There is, however, is an additional level, beyond speech, that is another important step forward: writing. The leap from speaking to writing is an enormous one. Writing is more than a mere continuation of the same evolutionary process that creates speech. When we learn to read at school, we are taught what sound corresponds to which letter. But what is it that happens in our mind when we read? The eyes see a series of marks – and suddenly there is a description of something: a tree, a man, an event. Some people may have a higher ability to visualize than others, but everyone possesses the ability to turn written marks into a vision. Moreover, if you give the same passage to two or three people, and ask them to describe the images that that passage created within them, you’ll get very different images, because every individual creates his or her own image.
Today there are sensors that can turn letters into electro-magnetic signs; but I have not heard of a computer that will read a joke and laugh, or read a tragedy and cry. We, human beings, know the difference; we read and we are not only informed, but also moved, sometimes even inspired. Some of us are moved by poetry, others by pornography; but whether we read the most exalted words or the most lewd descriptions, the very fact that we are affected means that we have within us a creative power that takes signals and turns them into something meaningful that has an independent existence.
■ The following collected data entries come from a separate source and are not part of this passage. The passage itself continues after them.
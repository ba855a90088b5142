//! # Domain Identity Newtypes
//!
//! Newtype wrappers for the identifiers that travel on every document:
//! the taxpayer `Rut` and the `DocumentType` code. These prevent passing a
//! folio where a type code is expected, or an unchecked string where a
//! taxpayer id is expected.
//!
//! ## Security Invariant
//!
//! A `Rut` can only be constructed with a valid modulo-11 check digit.
//! A typo in an emitter or receiver id is caught before anything is
//! stamped or signed with it.

use std::fmt;
use std::str::FromStr;

use serde::{Deserialize, Deserializer, Serialize, Serializer};

use crate::error::IdentityError;

/// Chilean taxpayer identifier (RUT): a number plus a modulo-11 check digit.
///
/// Serializes as `NNNNNNNN-D` with no thousands separators.
#[derive(Debug, Clone, Copy, PartialEq, Eq, Hash, PartialOrd, Ord)]
pub struct Rut {
    number: u32,
    check_digit: char,
}

impl Rut {
    /// Build a RUT from its number, computing the check digit.
    pub fn new(number: u32) -> Self {
        Self {
            number,
            check_digit: Self::compute_check_digit(number),
        }
    }

    /// Parse a RUT such as `76192083-9` or `76.192.083-9`.
    ///
    /// The check digit is case-insensitive (`k` and `K` are equivalent).
    pub fn parse(s: &str) -> Result<Self, IdentityError> {
        let cleaned: String = s.trim().chars().filter(|c| *c != '.').collect();
        let (number, dv) = cleaned
            .split_once('-')
            .ok_or_else(|| IdentityError::MalformedRut(s.to_string()))?;
        let number: u32 = number
            .parse()
            .map_err(|_| IdentityError::MalformedRut(s.to_string()))?;
        let mut dv_chars = dv.chars();
        let found = match (dv_chars.next(), dv_chars.next()) {
            (Some(c), None) => c.to_ascii_uppercase(),
            _ => return Err(IdentityError::MalformedRut(s.to_string())),
        };
        let expected = Self::compute_check_digit(number);
        if found != expected {
            return Err(IdentityError::CheckDigit {
                rut: s.to_string(),
                found,
                expected,
            });
        }
        Ok(Self {
            number,
            check_digit: expected,
        })
    }

    /// The numeric part, without check digit.
    pub fn number(&self) -> u32 {
        self.number
    }

    /// The check digit (`0`-`9` or `K`).
    pub fn check_digit(&self) -> char {
        self.check_digit
    }

    /// Modulo-11 check digit with the 2..=7 cyclic weight series.
    pub fn compute_check_digit(number: u32) -> char {
        let mut sum = 0u32;
        let mut weight = 2u32;
        let mut n = number;
        while n > 0 {
            sum += (n % 10) * weight;
            n /= 10;
            weight = if weight == 7 { 2 } else { weight + 1 };
        }
        match 11 - (sum % 11) {
            11 => '0',
            10 => 'K',
            d => char::from_digit(d, 10).unwrap_or('0'),
        }
    }
}

impl fmt::Display for Rut {
    fn fmt(&self, f: &mut fmt::Formatter<'_>) -> fmt::Result {
        write!(f, "{}-{}", self.number, self.check_digit)
    }
}

impl FromStr for Rut {
    type Err = IdentityError;

    fn from_str(s: &str) -> Result<Self, Self::Err> {
        Self::parse(s)
    }
}

impl Serialize for Rut {
    fn serialize<S: Serializer>(&self, serializer: S) -> Result<S::Ok, S::Error> {
        serializer.serialize_str(&self.to_string())
    }
}

impl<'de> Deserialize<'de> for Rut {
    fn deserialize<D: Deserializer<'de>>(deserializer: D) -> Result<Self, D::Error> {
        let s = String::deserialize(deserializer)?;
        Self::parse(&s).map_err(serde::de::Error::custom)
    }
}

/// Authority document type code (e.g. 33 for an electronic invoice).
///
/// Which codes are supported, and how each one is stamped and batched, is
/// decided by the strategy registry in `dte-stamp`, not here.
#[derive(Debug, Clone, Copy, PartialEq, Eq, Hash, PartialOrd, Ord, Serialize, Deserialize)]
#[serde(transparent)]
pub struct DocumentType(pub u16);

impl DocumentType {
    /// Electronic invoice.
    pub const INVOICE: Self = Self(33);
    /// Tax-exempt electronic invoice.
    pub const EXEMPT_INVOICE: Self = Self(34);
    /// Electronic receipt.
    pub const RECEIPT: Self = Self(39);
    /// Tax-exempt electronic receipt.
    pub const EXEMPT_RECEIPT: Self = Self(41);
    /// Electronic invoice settlement.
    pub const SETTLEMENT: Self = Self(43);
    /// Electronic purchase invoice.
    pub const PURCHASE_INVOICE: Self = Self(46);
    /// Electronic dispatch guide.
    pub const DISPATCH_GUIDE: Self = Self(52);
    /// Electronic debit note.
    pub const DEBIT_NOTE: Self = Self(56);
    /// Electronic credit note.
    pub const CREDIT_NOTE: Self = Self(61);
    /// Electronic export invoice.
    pub const EXPORT_INVOICE: Self = Self(110);
    /// Electronic export debit note.
    pub const EXPORT_DEBIT_NOTE: Self = Self(111);
    /// Electronic export credit note.
    pub const EXPORT_CREDIT_NOTE: Self = Self(112);

    /// The numeric code.
    pub fn code(&self) -> u16 {
        self.0
    }

    /// Parse a type code from its decimal text form.
    pub fn parse(s: &str) -> Result<Self, IdentityError> {
        match s.trim().parse::<u16>() {
            Ok(code) if code > 0 => Ok(Self(code)),
            _ => Err(IdentityError::MalformedDocumentType(s.to_string())),
        }
    }
}

impl fmt::Display for DocumentType {
    fn fmt(&self, f: &mut fmt::Formatter<'_>) -> fmt::Result {
        write!(f, "{}", self.0)
    }
}
//! Shared builders and an in-process authority for the cross-crate tests.

#![allow(dead_code)]

use std::sync::{Arc, Mutex};

use chrono::NaiveDate;
use dte_core::{parse, DocumentType, ManualClock, Rut, Timestamp};
use dte_crypto::fixtures::local_signer;
use dte_crypto::verify_whole_document;
use dte_envelope::{CoverSheet, EnvelopeAssembler, LimitTable, SealedEnvelope};
use dte_sii_client::{AuthorityTransport, TransportError, Upload};
use dte_stamp::fixtures::{caf_validator, sample_document, CafBuilder};
use dte_stamp::{sign_document, FolioAuthorization, KindRegistry, SignedDocument, StampGenerator};

pub const START: &str = "2026-03-02T10:00:00";
pub const SENDER: &str = "11111111-1";
pub const SEED: &str = "000123456789";
pub const TOKEN: &str = "J0QF7Z1PLK4TX";

pub fn clock() -> Arc<ManualClock> {
    Arc::new(ManualClock::new(Timestamp::parse(START).unwrap()))
}

pub fn authorization(document_type: DocumentType, desde: u64, hasta: u64) -> FolioAuthorization {
    caf_validator()
        .validate(&CafBuilder::new(document_type, desde, hasta).build_xml())
        .unwrap()
}

/// Stamp and sign folio `folio` of `document_type` under a fresh CAF.
pub fn signed_document(document_type: DocumentType, folio: u64) -> SignedDocument {
    let clock = clock();
    let auth = authorization(document_type, 1, 1000);
    let stamped = StampGenerator::new(KindRegistry::default(), clock.clone())
        .stamp(sample_document(document_type, folio), &auth)
        .unwrap();
    sign_document(stamped, &local_signer(0), clock.as_ref()).unwrap()
}

pub fn cover() -> CoverSheet {
    CoverSheet::new(
        Rut::parse(SENDER).unwrap(),
        NaiveDate::from_ymd_opt(2014, 8, 22).unwrap(),
        0,
    )
}

pub fn sealed(documents: Vec<SignedDocument>) -> SealedEnvelope {
    let mut assembler = EnvelopeAssembler::new(KindRegistry::default(), LimitTable::default(), clock());
    for document in documents {
        assembler.add(document).unwrap();
    }
    assembler.seal(&cover(), &local_signer(0)).unwrap()
}

pub fn respuesta(status: &str, body: &str) -> String {
    format!(
        r#"<?xml version="1.0" encoding="UTF-8"?><SII:RESPUESTA xmlns:SII="http://www.sii.cl/XMLSchema"><SII:RESP_BODY>{body}</SII:RESP_BODY><SII:RESP_HDR><ESTADO>{status}</ESTADO></SII:RESP_HDR></SII:RESPUESTA>"#
    )
}

/// What the fake authority saw in one upload.
#[derive(Debug, Clone)]
pub struct ReceivedUpload {
    pub sender: Rut,
    pub emitter: Rut,
    pub token: String,
    pub file_name: String,
    pub content: String,
}

/// An authority that checks what it receives the way the real one does:
/// the token request must carry a valid whole-document signature over the
/// issued seed, and uploads must carry the issued token and a valid
/// envelope signature.
pub struct FakeAuthority {
    seed_status: String,
    receipt_status: String,
    token_requests: Mutex<Vec<String>>,
    uploads: Mutex<Vec<ReceivedUpload>>,
}

impl FakeAuthority {
    pub fn accepting() -> Self {
        Self::new("00", "0")
    }

    pub fn new(seed_status: &str, receipt_status: &str) -> Self {
        Self {
            seed_status: seed_status.to_string(),
            receipt_status: receipt_status.to_string(),
            token_requests: Mutex::new(Vec::new()),
            uploads: Mutex::new(Vec::new()),
        }
    }

    pub fn token_requests(&self) -> Vec<String> {
        self.token_requests.lock().unwrap().clone()
    }

    pub fn uploads(&self) -> Vec<ReceivedUpload> {
        self.uploads.lock().unwrap().clone()
    }
}

impl AuthorityTransport for FakeAuthority {
    fn request_seed(&self) -> Result<String, TransportError> {
        Ok(respuesta(&self.seed_status, &format!("<SEMILLA>{SEED}</SEMILLA>")))
    }

    fn request_token(&self, signed_request: &str) -> Result<String, TransportError> {
        self.token_requests.lock().unwrap().push(signed_request.to_string());
        let accepted = parse(signed_request)
            .ok()
            .filter(|doc| verify_whole_document(doc).is_ok())
            .and_then(|doc| doc.find("item/Semilla").map(|s| s.text()))
            .is_some_and(|seed| seed == SEED);
        Ok(if accepted {
            respuesta("00", &format!("<TOKEN>{TOKEN}</TOKEN>"))
        } else {
            respuesta("-07", "")
        })
    }

    fn upload(&self, upload: &Upload<'_>) -> Result<String, TransportError> {
        let content = String::from_utf8_lossy(upload.content).into_owned();
        self.uploads.lock().unwrap().push(ReceivedUpload {
            sender: upload.sender,
            emitter: upload.emitter,
            token: upload.token.to_string(),
            file_name: upload.file_name.clone(),
            content: content.clone(),
        });
        let status = if upload.token != TOKEN {
            "5"
        } else if SealedEnvelope::from_xml(&content).is_err() {
            "8"
        } else {
            self.receipt_status.as_str()
        };
        let track = if status == "0" { "<TRACKID>0204561234</TRACKID>" } else { "" };
        Ok(format!(
            "<RECEPCIONDTE><RUTSENDER>{}</RUTSENDER><STATUS>{status}</STATUS>{track}</RECEPCIONDTE>",
            upload.sender
        ))
    }

    fn transport_name(&self) -> &str {
        "fake-authority"
    }
}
Now, there are other forms of art and of expression, such as movies and television. The point of comparison between these forms and the written form is not in the contents; a TV show may be edifying and uplifting, while a book may be a very inferior one – as, I fear, most books printed nowadays are (indeed, it says that when Messiah comes, all the trees will rejoice [Psalms 96:12] possibly, because no bad books will be printed any more). I am not even referring to the fact that there is a fair amount of violence on TV, that children tend to imitate; society nowadays is so violent, that even if children do not see violence on TV, they’ll see it all around them.
The point of comparison is, what really happens when a person – most especially, children – watches TV. From the point of view of human evolution, it is a step backwards, a degradation of the human capacity. Before TV, the height of human capacity was reading. The problem with TV is not that it is easier to watch it than to read a book. The problem is that on TV, we are shown everything, which causes people to lose their ability to abstract, to visualize. Take an example: if you write the word “book,” each person will have a different image in mind: big, small, leather-bound, with or without pictures. Whatever my visualization may be, it is I who am doing it. But if you show me a book, you take away something from my independent power of creation.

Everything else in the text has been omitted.